Currently, I am thinking a wizard, probably a gnome, who is more interested in the exploration of the ruins themselves than in the reward (and, possibly, than in the rescue of the lost niece and nephew). He is a scholar of ancient civilizations and obscure tongues who lives to immerse himself in the trappings of civilizations long past; he is also a bit reckless, curious and impulsive to a degree possibly dangerous for his health.

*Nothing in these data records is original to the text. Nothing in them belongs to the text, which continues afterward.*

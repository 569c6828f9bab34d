//! Router configuration for the storefront.

use super::state::AppState;
use crate::api::{admin, cart, catalog, checkout, reviews, session};
use crate::app::{StorefrontAction, StorefrontReducer, StorefrontState};
use crate::environment::StorefrontEnvironment;
use axum::{
    routing::{delete, get, post, put},
    Router,
};
use keystore_web::correlation_id_layer;
use keystore_web::handlers::{health_check, health_check_with_store};
use tower_http::trace::TraceLayer;

/// Build the complete Axum router.
///
/// - `/health`, `/health/ready`: liveness and store readiness
/// - `/api/v1/...`: the storefront API
///
/// Every response carries an `X-Correlation-ID` header.
pub fn build_router(state: AppState) -> Router {
    let api_routes = Router::new()
        // Catalog
        .route("/products", get(catalog::list_products))
        .route("/products/:id", get(catalog::get_product))
        // Cart
        .route("/cart", get(cart::get_cart).delete(cart::clear_cart))
        .route("/cart/items", post(cart::add_item))
        .route(
            "/cart/items/:id",
            put(cart::update_quantity).delete(cart::remove_item),
        )
        // Checkout
        .route("/payment-methods", get(checkout::list_payment_methods))
        .route("/checkout", get(checkout::get_checkout))
        .route("/checkout/details", put(checkout::update_details))
        .route("/checkout/submit", post(checkout::submit))
        .route("/checkout/confirm", post(checkout::confirm))
        .route("/checkout/cancel", post(checkout::cancel))
        .route("/checkout/reset", post(checkout::reset))
        // Reviews
        .route("/reviews", get(reviews::list_reviews).post(reviews::submit_review))
        // Session
        .route("/session", get(session::get_session))
        .route("/session/login", post(session::login))
        .route("/session/logout", post(session::logout))
        // Admin
        .route("/admin/stats", get(admin::stats))
        .route("/admin/orders", get(admin::list_orders))
        .route("/admin/orders/:id/status", put(admin::update_order_status))
        .route("/admin/orders/:id/assign-keys", post(admin::assign_keys))
        .route("/admin/keys", get(admin::list_keys).post(admin::add_key))
        .route("/admin/keys/:id", delete(admin::delete_key));

    Router::new()
        .route("/health", get(health_check))
        .route(
            "/health/ready",
            get(health_check_with_store::<StorefrontState, StorefrontAction, StorefrontEnvironment, StorefrontReducer>),
        )
        .nest("/api/v1", api_routes)
        .layer(TraceLayer::new_for_http())
        .layer(correlation_id_layer())
        .with_state(state)
}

My rolls: STR 7, DEX 14, CON 8, INT 15, WIS 8, CHA 12. I might juggle them around a little bit before finalizing the character, though a high Int and Dex (and a low Str and Wis) are probably a given.


----------



## Legildur (Jan 7, 2008)

I wouldn't mind having a crack at a Rogue of some description. What race though is really open.  I could easily go with halfling, dwarf, elf, human, or half-orc. Heck even gnome! Whatever will fit the bill to gel with the party.

<edit> Just rolled on Invisble Castle using screen name, but can't seem to save results   

Which were 16, 14, 13, 13, 11, 11. A pretty good set in all.


----------



## OnlytheStrong (Jan 8, 2008)

Questiong about how the Weapon Focus class skill is going to work with the UA. The class skill allows the Weapon Focus feat to apply to the weapons available from his disciplines. So......... would I just do it with the weapon group selected? (I chose Slings and Thrown Weapons  and  Heavy Blades).


----------



## airwalkrr (Jan 8, 2008)

*mfrench*, remember when playing a defensive-minded character that you need to come up with some way to convince your enemies to attack you. I would recommend something like the goad feat or maybe the knight class instead of paladin. It wouldn't do much good if no monster could hit you but none of them attacked you because you couldn't hit them either. 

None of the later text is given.